日本大百科全書(ニッポニカ) 「家族周期」の意味・わかりやすい解説
家族周期
かぞくしゅうき
family life cycle
家族の生活周期をさす。夫婦と未婚の子よりなる、いわゆる核家族をモデルとして考える場合、それは結婚によって成立し、新婚期、育児期を経て、やがて成人した子供が婚出していくことによってふたたび中高年の夫婦2人となる。配偶者の死、そして本人の死によってこの家族は消滅する。しかし、ここに生まれた子供は、結婚を通じて両親と同じ核家族を再生する。つまり、一つの核家族は、モデル的にみて一定の段階(形成→増大→減少→消滅)をたどり、それに重なる形で次の世代が新しい段階を追う。こうして定位家族family of orientation(子からみて、自分を社会化させ、社会のなかに位置づける家族)から生殖家族family of procreation(子を生み社会化する家族)へと、核家族は連続し循環する。ライフ・サイクルとは、広義にはこのような世代間の家族循環、狭義には一つの家族における、結婚によって始まるいくつかの段階のセットをさす。
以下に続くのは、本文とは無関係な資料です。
//! Numbered chapter lines such as "2. Related Work" or "IV. EXPERIMENTS".

use crate::model::Document;

/// Chapter numbers recognised as a line prefix.
pub const ROMAN_NUMERALS: [&str; 11] = [
    "I", "II", "III", "IV", "V", "VI", "VII", "VIII", "IIX", "IX", "X",
];

/// Highest decimal chapter number recognised.
pub const MAX_DIGIT_CHAPTER: u32 = 10;

/// Collect lines that look like numbered chapter headings, in document order.
pub fn chapter_names(doc: &Document) -> Vec<String> {
    doc.pages
        .iter()
        .flat_map(|page| page.blocks.iter())
        .flat_map(|block| block.lines.iter())
        .map(|line| line.text())
        .filter(|text| is_chapter_line(text))
        .collect()
}

/// Check a single line of text.
pub fn is_chapter_line(line: &str) -> bool {
    if !line.contains('.') {
        return false;
    }
    let point_parts: Vec<&str> = line.split('.').collect();
    let space_parts = line.split(' ').count();

    (2..5).contains(&space_parts)
        && (2..5).contains(&point_parts.len())
        && is_chapter_number(point_parts[0])
}

fn is_chapter_number(prefix: &str) -> bool {
    ROMAN_NUMERALS.contains(&prefix)
        || (1..=MAX_DIGIT_CHAPTER).any(|n| n.to_string() == prefix)
}
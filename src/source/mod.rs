//! Document sources: the boundary to whatever renders files into spans.
//!
//! The analysis never reads files itself. A [`DocumentSource`] turns a path
//! or a byte buffer into a [`Document`], and the [`SourceRegistry`] picks a
//! source by file extension. The built-in [`JsonSource`] reads span dumps;
//! a PDF renderer can be plugged in by implementing the trait.
//!
//! # Example
//!
//! ```no_run
//! use papersect::source::{JsonSource, SourceRegistry};
//! use std::path::Path;
//! use std::sync::Arc;
//!
//! fn main() -> papersect::Result<()> {
//!     let mut registry = SourceRegistry::new();
//!     registry.register(Arc::new(JsonSource::new()));
//!
//!     let doc = registry.load(Path::new("paper.json"))?;
//!     println!("{} pages", doc.page_count());
//!     Ok(())
//! }
//! ```

mod arxiv;
mod json;

pub use arxiv::ArxivId;
pub use json::JsonSource;

use crate::error::{Error, Result};
use crate::model::Document;
use std::collections::HashMap;
use std::path::Path;
use std::sync::Arc;

/// Trait for document renderers.
///
/// Implement this trait to feed a new input format into the analysis.
pub trait DocumentSource: Send + Sync {
    /// Get the supported file extensions for this source.
    ///
    /// Extensions should be lowercase without the leading dot (e.g., `["json"]`).
    fn supported_extensions(&self) -> &[&str];

    /// Get the name of this source.
    fn name(&self) -> &str;

    /// Load a document from a file.
    fn load(&self, path: &Path) -> Result<Document>;

    /// Load a document from bytes.
    fn load_bytes(&self, bytes: &[u8]) -> Result<Document>;

    /// Check if this source supports the given extension.
    fn supports_extension(&self, ext: &str) -> bool {
        let ext_lower = ext.to_lowercase();
        self.supported_extensions().iter().any(|e| *e == ext_lower)
    }
}

/// Registry mapping file extensions to document sources.
pub struct SourceRegistry {
    sources: HashMap<String, Arc<dyn DocumentSource>>,
    by_name: HashMap<String, Arc<dyn DocumentSource>>,
}

impl SourceRegistry {
    /// Create a new empty registry.
    pub fn new() -> Self {
        Self {
            sources: HashMap::new(),
            by_name: HashMap::new(),
        }
    }

    /// Create a registry with the built-in sources (JSON span dumps).
    pub fn with_defaults() -> Self {
        let mut registry = Self::new();
        registry.register(Arc::new(JsonSource::new()));
        registry
    }

    /// Register a source for all its supported extensions.
    pub fn register(&mut self, source: Arc<dyn DocumentSource>) {
        for ext in source.supported_extensions() {
            self.sources.insert(ext.to_lowercase(), source.clone());
        }
        self.by_name.insert(source.name().to_lowercase(), source);
    }

    /// Get a source by file extension.
    pub fn get_by_extension(&self, ext: &str) -> Option<Arc<dyn DocumentSource>> {
        self.sources.get(&ext.to_lowercase()).cloned()
    }

    /// Get a source by name.
    pub fn get_by_name(&self, name: &str) -> Option<Arc<dyn DocumentSource>> {
        self.by_name.get(&name.to_lowercase()).cloned()
    }

    /// Check if an extension is supported.
    pub fn supports(&self, ext: &str) -> bool {
        self.sources.contains_key(&ext.to_lowercase())
    }

    /// Get all supported extensions.
    pub fn supported_extensions(&self) -> Vec<&str> {
        self.sources.keys().map(|s| s.as_str()).collect()
    }

    /// Load a file using the source registered for its extension.
    pub fn load(&self, path: &Path) -> Result<Document> {
        let ext = path
            .extension()
            .and_then(|e| e.to_str())
            .ok_or_else(|| Error::UnsupportedSource(format!("{} has no extension", path.display())))?;

        let source = self
            .get_by_extension(ext)
            .ok_or_else(|| Error::UnsupportedSource(format!("no source for extension: {}", ext)))?;

        log::debug!("Loading {} with the {} source", path.display(), source.name());
        source.load(path)
    }

    /// Load bytes using the extension to pick a source.
    pub fn load_bytes(&self, bytes: &[u8], ext: &str) -> Result<Document> {
        let source = self
            .get_by_extension(ext)
            .ok_or_else(|| Error::UnsupportedSource(format!("no source for extension: {}", ext)))?;

        source.load_bytes(bytes)
    }
}

impl Default for SourceRegistry {
    fn default() -> Self {
        Self::with_defaults()
    }
}

#[cfg(test)]
mod tests {
    use super::*;

    #[test]
    fn test_registry_with_defaults() {
        let registry = SourceRegistry::with_defaults();
        assert!(registry.supports("json"));
        assert!(registry.supports("JSON"));
        assert!(!registry.supports("pdf"));
    }

    #[test]
    fn test_registry_get_by_name() {
        let registry = SourceRegistry::with_defaults();
        let source = registry.get_by_name("json");
        assert!(source.is_some());
        assert_eq!(source.unwrap().name(), "json");
        assert!(registry.get_by_name("pdf").is_none());
    }

    #[test]
    fn test_registry_rejects_unknown_extension() {
        let registry = SourceRegistry::with_defaults();
        let result = registry.load(Path::new("paper.pdf"));
        assert!(matches!(result, Err(Error::UnsupportedSource(_))));

        let result = registry.load(Path::new("no_extension"));
        assert!(matches!(result, Err(Error::UnsupportedSource(_))));
    }
}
家族周期に関する先駆的な研究者に、イギリスの経済学者ロウントリイB. S. Rowntree、ロシアの農業経済学者チャヤーノフA. Chayanov、アメリカの社会学者ソローキンP. A. Sorokinなどがいる。ロウントリイは、都市労働者家族について調査を行い、貧困が家族の発達段階に応じて循環することを指摘した。チャヤーノフ、ソローキンは、ともに農民家族について研究を行い、家族の発達段階に応じて家族の労働力が変化し、それが営農規模や所得に連動することを指摘した。それ以降おもにアメリカの家族社会学者によって展開され、家族研究の発達的アプローチdevelopmental approachとよばれているものが今日の家族周期論である。核家族をモデルとした発達段階として、新婚期、第1子を基準とした乳幼児期、学童期、青年期、婚出、そして末子の婚出、夫の退職、老夫婦のみの生活など、研究者によって多少の相違はあるが、いわゆる人生の節目が取り上げられている。
家族周期に注目することによって、家族成員数、家族内役割、住宅の大きさ、所得と消費、家族の当面する問題などの動きをとらえることができる。日本に特徴的な直系家族の周期については鈴木栄太郎、小山隆(たかし)らの先駆的な研究がある。なお、発達段階である各ライフ・ステージへの移行期には発達課題(たとえば、結婚・出産・育児・受験・婚出・定年退職・死別など)が存在することから、課題解決や課題達成が家族発達をとらえる重要なポイントとなる。その失敗は家族危機をもたらし、家族問題や家族解体を発生させる。
1980年代後半以降、離婚の増加などに伴う家族形態の多様化に伴い、前述の発達段階にかならずしも当てはまらない事情も現れてきた。また、このアプローチでは集団次元を重視するので、個々の家族成員、すなわち子供、青年、高齢者、あるいは就職や結婚ならびに離婚などの問題を十分にとらえられないことから、個人のライフコースあるいはライフスタイルからアプローチする立場も現れてきている。